Der Geduldsfaden

Ein Wort zum Montag, dem 26. April 2021 

VON CORNELIA SENG

Jetzt im Frühling ist es Zeit, sich mit den Pflanzen auf dem Balkon zu befassen. Nicht alles, was ich im letzten Jahr gepflanzt habe, hat den Frost überstanden. Aus der Kastanie, die ich im Herbst in den Blumentopf gesteckt habe, ist nichts geworden – bisher. Auch die Zweige, die in der Vase Wurzeln geschlagen hatten, zeigen keine grünen Blättchen. Soll ich sie entsorgen? Ohne jedes Leben sind die Töpfe auf dem Balkon nicht schön anzusehen. Und in der Biotonne ist gerade Platz.

Mir fällt eine Geschichte ein, die Jesus erzählt hat. Der Besitzer von einem Feigenbaum wartet auf Ertrag, schon drei Jahre lang. Effizienz ist gefragt. Doch der Baum trägt immer noch keine Früchte. „Hau ihn ab!“, sagt er schließlich zu seinem Gärtner, „was nimmt er dem Boden die Kraft?“ (Lk 11,6-9). Aber der Gärtner nimmt den faulen Baum in Schutz: „Herr, lass ihn noch dieses Jahr, bis ich um ihn grabe und dünge“, bittet er. Als wolle er sagen: Mit dem Leben muss man Geduld haben. Er bittet für den Baum um Geduld. Einfach nur um Geduld. Es wird schon noch werden. Er wird noch zurechtkommen. 

Werden wir Menschen noch miteinander zurechtkommen? Fürsorglich und solidarisch? Im Moment, so scheint es mir, nimmt der Egoismus zu. Und die Verwirrung. Die „Querdenker“ verstehe ich nicht. Und Zynismus als „Kunstform“ finde ich in dieser Pandemie mehr als unangebracht. Wie kann man angesichts des Leidens so vieler Menschen „Scherze“ machen? Mein Geduldsfaden ist zum Zerreißen gespannt.

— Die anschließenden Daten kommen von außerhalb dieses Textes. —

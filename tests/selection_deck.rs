use std::collections::HashSet;

use opposition_planner::cli::PlannerArgs;
use opposition_planner::notes::comment_key;
use opposition_planner::selection::{Deck, Selection, assemble_slides, preset_roster};
use opposition_planner::state::{NBA_MATCHUP, SlideKind};

fn selection(players: &[&str], opposition: Option<&str>, venue: Option<&str>) -> Selection {
    let mut sel = Selection::default();
    sel.set_opposition(opposition.map(str::to_string));
    sel.selected_players.clear();
    for p in players {
        sel.toggle_player(p);
    }
    sel.set_venue(venue.map(str::to_string));
    sel
}

#[test]
fn end_to_end_slide_order() {
    let sel = selection(&["P1", "P2"], Some("Team A"), Some("Venue X"));
    let slides = assemble_slides(&sel);
    let ids: Vec<String> = slides.iter().map(|s| s.slide_id()).collect();
    assert_eq!(
        ids,
        vec![
            "player_P1",
            "player_P2",
            "team_Team A",
            "overbyover_Team A",
            "venue_Venue X",
            "nba_Lakers vs Mavericks",
        ]
    );
    let indices: Vec<usize> = slides.iter().map(|s| s.index).collect();
    assert_eq!(indices, vec![1, 2, 3, 4, 5, 6]);
    assert_eq!(slides[0].title, "Player Analysis: P1");
    assert_eq!(slides[2].title, "Opposition Analysis: Team A");
    assert_eq!(slides[3].title, "Over-by-Over Analysis: Team A");
    assert_eq!(slides[4].title, "Venue Analysis: Venue X");
    assert_eq!(slides[5].title, format!("NBA Matchup: {NBA_MATCHUP}"));
}

#[test]
fn slide_count_matches_selection() {
    let cases: [(&[&str], Option<&str>, Option<&str>); 4] = [
        (&[], None, None),
        (&["P1"], None, Some("V")),
        (&["P1", "P2", "P3"], Some("Team A"), None),
        (&["P1", "P2"], Some("Team A"), Some("V")),
    ];
    for (players, opp, venue) in cases {
        let sel = selection(players, opp, venue);
        let expected = sel.selected_players.len()
            + if opp.is_some() { 2 } else { 0 }
            + if venue.is_some() { 1 } else { 0 }
            + 1;
        let slides = assemble_slides(&sel);
        assert_eq!(slides.len(), expected);

        let unique: HashSet<(SlideKind, String)> =
            slides.iter().map(|s| (s.kind, s.data.clone())).collect();
        assert_eq!(unique.len(), slides.len());

        let keys: HashSet<String> = slides.iter().map(comment_key).collect();
        assert_eq!(keys.len(), slides.len());
    }
}

#[test]
fn empty_selection_still_has_nba_slide() {
    let slides = assemble_slides(&Selection::default());
    assert_eq!(slides.len(), 1);
    assert_eq!(slides[0].kind, SlideKind::Nba);
    assert_eq!(slides[0].data, NBA_MATCHUP);
}

#[test]
fn preset_roster_replaces_and_clears() {
    let mut sel = Selection::default();
    sel.toggle_player("Someone Else");
    sel.set_opposition(Some("Mumbai Indians".to_string()));
    let roster = preset_roster("Mumbai Indians").expect("preset");
    assert_eq!(sel.selected_players, roster);
    assert_eq!(sel.team_players, roster);

    sel.set_opposition(Some("Team A".to_string()));
    assert!(sel.selected_players.is_empty());
    assert!(sel.team_players.is_empty());

    sel.set_opposition(Some("Chennai Super Kings".to_string()));
    sel.set_opposition(None);
    assert!(sel.selected_players.is_empty());
    assert!(sel.team_players.is_empty());
    assert_eq!(sel.opposition, None);
}

#[test]
fn preset_roster_is_idempotent() {
    let mut once = Selection::default();
    once.set_opposition(Some("Chennai Super Kings".to_string()));
    let mut twice = once.clone();
    twice.set_opposition(Some("Chennai Super Kings".to_string()));
    assert_eq!(once, twice);
    assert_eq!(assemble_slides(&once), assemble_slides(&twice));
}

#[test]
fn fetched_roster_drops_stale_picks() {
    let mut sel = Selection::default();
    sel.set_opposition(Some("Team A".to_string()));
    sel.toggle_player("P1");
    sel.toggle_player("P9");
    sel.set_team_players(vec!["P1".to_string(), " P2 ".to_string(), "P1".to_string()]);
    assert_eq!(sel.team_players, vec!["P1", "P2"]);
    assert_eq!(sel.selected_players, vec!["P1"]);
}

#[test]
fn blank_inputs_are_treated_as_unset() {
    let mut sel = Selection::default();
    sel.set_venue(Some("   ".to_string()));
    sel.set_opposition(Some(String::new()));
    assert_eq!(assemble_slides(&sel).len(), 1);
    assert!(!sel.toggle_player("  "));
}

#[test]
fn deck_navigation_and_label() {
    let sel = selection(&["P1", "P2"], Some("Team A"), None);
    let mut deck = Deck::from_selection(&sel);
    assert_eq!(deck.len(), 5);
    assert_eq!(deck.position_label(), "Slide 1 of 5");
    deck.prev();
    assert_eq!(deck.current_index(), 4);
    deck.next();
    assert_eq!(deck.current_index(), 0);
    assert!(deck.go_to(3));
    assert!(!deck.go_to(5));
    assert_eq!(deck.current().map(|s| s.kind), Some(SlideKind::OverByOver));
    assert_eq!(Deck::default().position_label(), "No slides");
}

#[test]
fn own_team_is_never_the_opposition() {
    let mut sel = Selection::default();
    sel.set_team(Some("Mumbai Indians".to_string()));
    sel.set_opposition(Some(" Mumbai Indians ".to_string()));
    assert_eq!(sel.opposition, None);
    assert!(sel.selected_players.is_empty());
    assert_eq!(assemble_slides(&sel).len(), 1);

    sel.set_opposition(Some("Chennai Super Kings".to_string()));
    assert_eq!(sel.selected_players.len(), 4);
    sel.set_team(Some("Chennai Super Kings".to_string()));
    assert_eq!(sel.opposition, None);
    assert!(sel.team_players.is_empty());
    assert!(sel.selected_players.is_empty());
}

#[test]
fn cli_rejects_own_team_as_opposition() {
    let raw = |items: &[&str]| items.iter().map(|s| s.to_string()).collect::<Vec<_>>();
    let err = PlannerArgs::parse(raw(&[
        "--team",
        "Mumbai Indians",
        "--opposition",
        "Mumbai Indians",
    ]))
    .expect_err("same team on both sides");
    assert!(err.to_string().contains("--opposition must differ from --team"));

    let sel = PlannerArgs::parse(raw(&[
        "--team",
        "Mumbai Indians",
        "--opposition",
        "Chennai Super Kings",
    ]))
    .expect("parse")
    .selection();
    assert_ne!(sel.team, sel.opposition);
    assert!(!assemble_slides(&sel)
        .iter()
        .any(|s| s.data == "Mumbai Indians"));
}

#[test]
fn cycling_opposition_skips_own_team_and_wraps_to_none() {
    let teams: Vec<String> = ["Mumbai Indians", "Chennai Super Kings", "Team A"]
        .iter()
        .map(|s| s.to_string())
        .collect();
    let mut sel = Selection::default();
    sel.set_team(Some("Mumbai Indians".to_string()));

    assert_eq!(sel.cycle_opposition(&teams), Some("Chennai Super Kings"));
    assert_eq!(sel.selected_players.len(), 4);
    assert_eq!(sel.cycle_opposition(&teams), Some("Team A"));
    assert!(sel.selected_players.is_empty());
    assert_eq!(sel.cycle_opposition(&teams), None);
    assert_eq!(sel.cycle_opposition(&teams), Some("Chennai Super Kings"));
    assert_eq!(Selection::default().cycle_opposition(&[]), None);
}

#[test]
fn deck_rebuild_after_opposition_change_keeps_matchup_slide() {
    let teams = vec!["Team A".to_string(), "Chennai Super Kings".to_string()];
    let mut sel = selection(&["P1"], Some("Team A"), None);
    let mut deck = Deck::from_selection(&sel);
    deck.prev();
    assert_eq!(deck.current().map(|s| s.kind), Some(SlideKind::Nba));

    sel.cycle_opposition(&teams);
    sel.set_team_players(vec!["Ravindra Jadeja".to_string()]);
    deck.rebuild(&sel);
    assert_eq!(sel.selected_players, vec!["Ravindra Jadeja"]);
    assert_eq!(deck.len(), 4);
    assert_eq!(deck.current().map(|s| s.kind), Some(SlideKind::Nba));
    assert_eq!(deck.current_index(), 3);
}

Wieviel Geduld dagegen hat Gott mit uns Menschen, um das alles auszuhalten? 

Ich will mir den Gärtner zum Vorbild nehmen. Pflegen und düngen und geduldig warten, ob nicht doch noch etwas wächst. Bei meinen Balkonpflanzen, bei den Bäumen und auch bei den Menschen.